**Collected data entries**
- Opening Delimiter -

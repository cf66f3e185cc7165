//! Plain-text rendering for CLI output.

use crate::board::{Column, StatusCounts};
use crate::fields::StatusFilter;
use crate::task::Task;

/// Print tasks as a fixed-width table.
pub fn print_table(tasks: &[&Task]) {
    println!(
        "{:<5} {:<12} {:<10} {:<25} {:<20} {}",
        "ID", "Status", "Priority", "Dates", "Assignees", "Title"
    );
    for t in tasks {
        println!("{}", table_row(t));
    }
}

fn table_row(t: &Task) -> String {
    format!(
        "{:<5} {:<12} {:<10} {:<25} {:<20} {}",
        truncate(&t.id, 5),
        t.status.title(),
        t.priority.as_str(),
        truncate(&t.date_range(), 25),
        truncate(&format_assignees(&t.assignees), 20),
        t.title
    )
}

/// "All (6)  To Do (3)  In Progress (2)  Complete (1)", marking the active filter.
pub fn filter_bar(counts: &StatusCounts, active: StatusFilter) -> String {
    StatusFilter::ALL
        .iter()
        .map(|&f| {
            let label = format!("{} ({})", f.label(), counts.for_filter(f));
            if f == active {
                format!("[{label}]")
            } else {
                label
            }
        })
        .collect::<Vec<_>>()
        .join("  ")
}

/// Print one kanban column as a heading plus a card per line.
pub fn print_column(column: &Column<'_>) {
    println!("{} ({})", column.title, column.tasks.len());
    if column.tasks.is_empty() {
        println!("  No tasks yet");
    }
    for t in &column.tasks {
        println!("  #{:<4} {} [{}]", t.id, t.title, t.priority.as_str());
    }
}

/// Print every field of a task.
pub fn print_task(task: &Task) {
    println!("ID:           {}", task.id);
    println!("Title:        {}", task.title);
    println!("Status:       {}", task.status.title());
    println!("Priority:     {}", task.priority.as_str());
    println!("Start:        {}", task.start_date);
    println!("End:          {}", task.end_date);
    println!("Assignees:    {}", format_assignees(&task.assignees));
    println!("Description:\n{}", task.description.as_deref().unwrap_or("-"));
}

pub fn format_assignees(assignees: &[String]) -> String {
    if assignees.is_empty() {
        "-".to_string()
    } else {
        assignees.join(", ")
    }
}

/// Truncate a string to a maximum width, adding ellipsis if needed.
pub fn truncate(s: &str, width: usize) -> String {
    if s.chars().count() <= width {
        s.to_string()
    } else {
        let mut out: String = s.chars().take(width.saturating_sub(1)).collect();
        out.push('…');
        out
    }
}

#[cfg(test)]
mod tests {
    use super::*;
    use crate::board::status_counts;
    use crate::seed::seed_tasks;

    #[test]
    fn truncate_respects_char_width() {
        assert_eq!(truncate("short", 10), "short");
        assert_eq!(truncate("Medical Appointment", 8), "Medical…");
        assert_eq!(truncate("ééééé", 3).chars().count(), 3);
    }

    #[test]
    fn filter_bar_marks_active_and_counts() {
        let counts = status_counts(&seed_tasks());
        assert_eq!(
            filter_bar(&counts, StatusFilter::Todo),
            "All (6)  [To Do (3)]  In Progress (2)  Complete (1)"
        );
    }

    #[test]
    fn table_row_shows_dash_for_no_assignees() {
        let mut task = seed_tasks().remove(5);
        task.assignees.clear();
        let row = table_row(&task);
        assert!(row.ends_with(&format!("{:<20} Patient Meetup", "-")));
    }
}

- Closing Delimiter -
- Opening Delimiter -

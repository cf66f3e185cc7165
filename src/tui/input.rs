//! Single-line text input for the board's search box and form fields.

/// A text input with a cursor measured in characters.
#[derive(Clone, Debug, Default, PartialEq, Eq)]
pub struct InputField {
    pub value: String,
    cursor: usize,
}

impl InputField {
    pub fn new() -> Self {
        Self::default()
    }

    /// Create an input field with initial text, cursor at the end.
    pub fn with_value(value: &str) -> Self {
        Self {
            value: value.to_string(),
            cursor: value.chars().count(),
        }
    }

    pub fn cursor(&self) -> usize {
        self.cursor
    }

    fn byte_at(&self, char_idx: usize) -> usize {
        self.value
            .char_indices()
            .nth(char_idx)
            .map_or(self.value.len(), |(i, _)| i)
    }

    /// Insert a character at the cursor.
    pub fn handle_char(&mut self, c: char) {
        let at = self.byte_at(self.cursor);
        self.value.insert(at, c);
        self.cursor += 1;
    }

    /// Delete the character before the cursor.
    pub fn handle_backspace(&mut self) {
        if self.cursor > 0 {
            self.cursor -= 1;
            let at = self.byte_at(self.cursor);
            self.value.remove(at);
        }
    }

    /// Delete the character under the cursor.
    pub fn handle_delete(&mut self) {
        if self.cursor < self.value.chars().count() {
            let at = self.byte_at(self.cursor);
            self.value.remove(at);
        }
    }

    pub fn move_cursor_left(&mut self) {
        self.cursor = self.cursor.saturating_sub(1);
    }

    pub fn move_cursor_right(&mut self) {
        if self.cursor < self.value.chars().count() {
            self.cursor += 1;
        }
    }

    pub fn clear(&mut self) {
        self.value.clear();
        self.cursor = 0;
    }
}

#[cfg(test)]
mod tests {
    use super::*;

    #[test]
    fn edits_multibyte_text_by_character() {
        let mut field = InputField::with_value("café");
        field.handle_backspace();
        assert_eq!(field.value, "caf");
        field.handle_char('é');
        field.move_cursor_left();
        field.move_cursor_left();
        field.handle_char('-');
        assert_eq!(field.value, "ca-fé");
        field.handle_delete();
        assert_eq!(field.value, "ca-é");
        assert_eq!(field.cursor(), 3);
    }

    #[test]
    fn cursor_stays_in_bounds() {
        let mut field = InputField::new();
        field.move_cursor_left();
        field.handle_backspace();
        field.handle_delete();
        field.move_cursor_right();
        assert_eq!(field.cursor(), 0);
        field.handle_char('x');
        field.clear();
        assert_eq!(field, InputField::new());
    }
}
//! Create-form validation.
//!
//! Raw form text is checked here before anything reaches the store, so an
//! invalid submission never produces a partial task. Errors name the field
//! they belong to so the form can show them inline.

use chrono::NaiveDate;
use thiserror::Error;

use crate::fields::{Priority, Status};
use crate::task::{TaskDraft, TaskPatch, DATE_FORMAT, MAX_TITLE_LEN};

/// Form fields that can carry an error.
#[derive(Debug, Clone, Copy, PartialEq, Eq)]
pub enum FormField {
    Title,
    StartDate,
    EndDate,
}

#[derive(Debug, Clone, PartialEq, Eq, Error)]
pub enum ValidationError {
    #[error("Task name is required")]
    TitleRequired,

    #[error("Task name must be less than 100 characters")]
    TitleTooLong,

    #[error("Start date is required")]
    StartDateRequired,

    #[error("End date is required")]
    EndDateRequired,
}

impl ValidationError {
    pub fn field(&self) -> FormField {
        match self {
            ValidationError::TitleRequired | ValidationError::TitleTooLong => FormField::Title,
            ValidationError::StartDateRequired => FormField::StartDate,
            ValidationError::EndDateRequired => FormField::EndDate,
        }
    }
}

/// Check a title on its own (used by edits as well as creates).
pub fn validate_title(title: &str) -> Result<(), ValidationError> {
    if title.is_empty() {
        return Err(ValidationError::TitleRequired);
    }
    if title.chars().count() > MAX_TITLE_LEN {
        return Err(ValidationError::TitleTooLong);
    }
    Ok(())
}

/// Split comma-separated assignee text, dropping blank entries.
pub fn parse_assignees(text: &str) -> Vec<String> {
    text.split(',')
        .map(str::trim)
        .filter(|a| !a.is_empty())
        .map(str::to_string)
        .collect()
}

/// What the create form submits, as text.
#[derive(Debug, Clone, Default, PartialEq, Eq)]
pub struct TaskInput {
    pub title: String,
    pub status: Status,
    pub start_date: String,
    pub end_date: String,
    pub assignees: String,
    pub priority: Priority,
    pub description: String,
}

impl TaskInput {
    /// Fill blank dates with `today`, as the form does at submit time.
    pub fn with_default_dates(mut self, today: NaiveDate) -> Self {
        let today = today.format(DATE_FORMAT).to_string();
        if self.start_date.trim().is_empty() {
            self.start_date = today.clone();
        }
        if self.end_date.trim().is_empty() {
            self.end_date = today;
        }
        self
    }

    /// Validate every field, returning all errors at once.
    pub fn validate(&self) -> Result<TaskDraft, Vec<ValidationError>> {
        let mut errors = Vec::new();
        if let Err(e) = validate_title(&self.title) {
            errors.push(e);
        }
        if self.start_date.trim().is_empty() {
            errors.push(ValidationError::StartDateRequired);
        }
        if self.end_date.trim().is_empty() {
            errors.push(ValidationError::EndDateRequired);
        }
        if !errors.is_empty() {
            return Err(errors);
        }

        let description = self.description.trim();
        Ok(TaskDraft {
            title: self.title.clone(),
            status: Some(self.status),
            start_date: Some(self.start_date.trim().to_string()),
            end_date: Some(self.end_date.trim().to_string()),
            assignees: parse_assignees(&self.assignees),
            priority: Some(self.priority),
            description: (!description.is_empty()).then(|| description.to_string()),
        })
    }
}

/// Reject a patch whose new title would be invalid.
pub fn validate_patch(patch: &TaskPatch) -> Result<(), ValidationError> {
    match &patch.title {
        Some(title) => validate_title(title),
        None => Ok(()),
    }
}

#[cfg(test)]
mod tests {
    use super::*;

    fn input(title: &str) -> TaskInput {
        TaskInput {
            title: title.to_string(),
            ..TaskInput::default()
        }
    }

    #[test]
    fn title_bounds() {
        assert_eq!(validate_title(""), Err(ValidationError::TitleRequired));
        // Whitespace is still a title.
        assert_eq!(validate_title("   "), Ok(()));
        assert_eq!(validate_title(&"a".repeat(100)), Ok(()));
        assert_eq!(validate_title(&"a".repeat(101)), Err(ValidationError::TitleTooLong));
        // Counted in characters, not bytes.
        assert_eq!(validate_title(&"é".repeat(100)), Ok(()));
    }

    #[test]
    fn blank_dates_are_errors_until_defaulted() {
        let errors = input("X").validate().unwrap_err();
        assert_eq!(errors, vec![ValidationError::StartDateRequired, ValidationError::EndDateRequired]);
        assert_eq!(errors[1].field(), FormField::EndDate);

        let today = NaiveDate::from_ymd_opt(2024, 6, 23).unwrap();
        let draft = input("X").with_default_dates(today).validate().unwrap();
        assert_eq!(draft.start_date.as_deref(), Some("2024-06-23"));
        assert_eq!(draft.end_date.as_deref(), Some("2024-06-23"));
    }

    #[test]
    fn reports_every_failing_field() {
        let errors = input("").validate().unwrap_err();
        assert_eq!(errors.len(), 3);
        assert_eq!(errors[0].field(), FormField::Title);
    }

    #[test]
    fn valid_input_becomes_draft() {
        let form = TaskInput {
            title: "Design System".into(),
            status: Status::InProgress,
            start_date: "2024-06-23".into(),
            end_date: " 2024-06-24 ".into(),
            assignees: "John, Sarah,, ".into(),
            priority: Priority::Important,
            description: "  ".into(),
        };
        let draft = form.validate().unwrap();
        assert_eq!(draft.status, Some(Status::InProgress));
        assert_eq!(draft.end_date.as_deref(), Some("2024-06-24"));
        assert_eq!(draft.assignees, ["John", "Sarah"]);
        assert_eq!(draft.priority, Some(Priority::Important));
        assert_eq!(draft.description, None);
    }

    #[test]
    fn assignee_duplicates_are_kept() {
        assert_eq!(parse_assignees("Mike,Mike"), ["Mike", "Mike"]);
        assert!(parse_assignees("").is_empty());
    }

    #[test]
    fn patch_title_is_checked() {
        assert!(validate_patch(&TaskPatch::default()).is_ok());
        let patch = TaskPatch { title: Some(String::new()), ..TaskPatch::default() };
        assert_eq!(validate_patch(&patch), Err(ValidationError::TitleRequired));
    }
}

- Closing Delimiter -

**What to produce**
Scan the records above for the lines holding "measured in characters." and "pub fn with_value(value: &str)". Transcribe those two and every line between them word for word, and no others.

**Answer for the task**
/// A text input with a cursor measured in characters.
#[derive(Clone, Debug, Default, PartialEq, Eq)]
pub struct InputField {
    pub value: String,
    cursor: usize,
}

impl InputField {
    pub fn new() -> Self {
        Self::default()
    }

    /// Create an input field with initial text, cursor at the end.
    pub fn with_value(value: &str) -> Self {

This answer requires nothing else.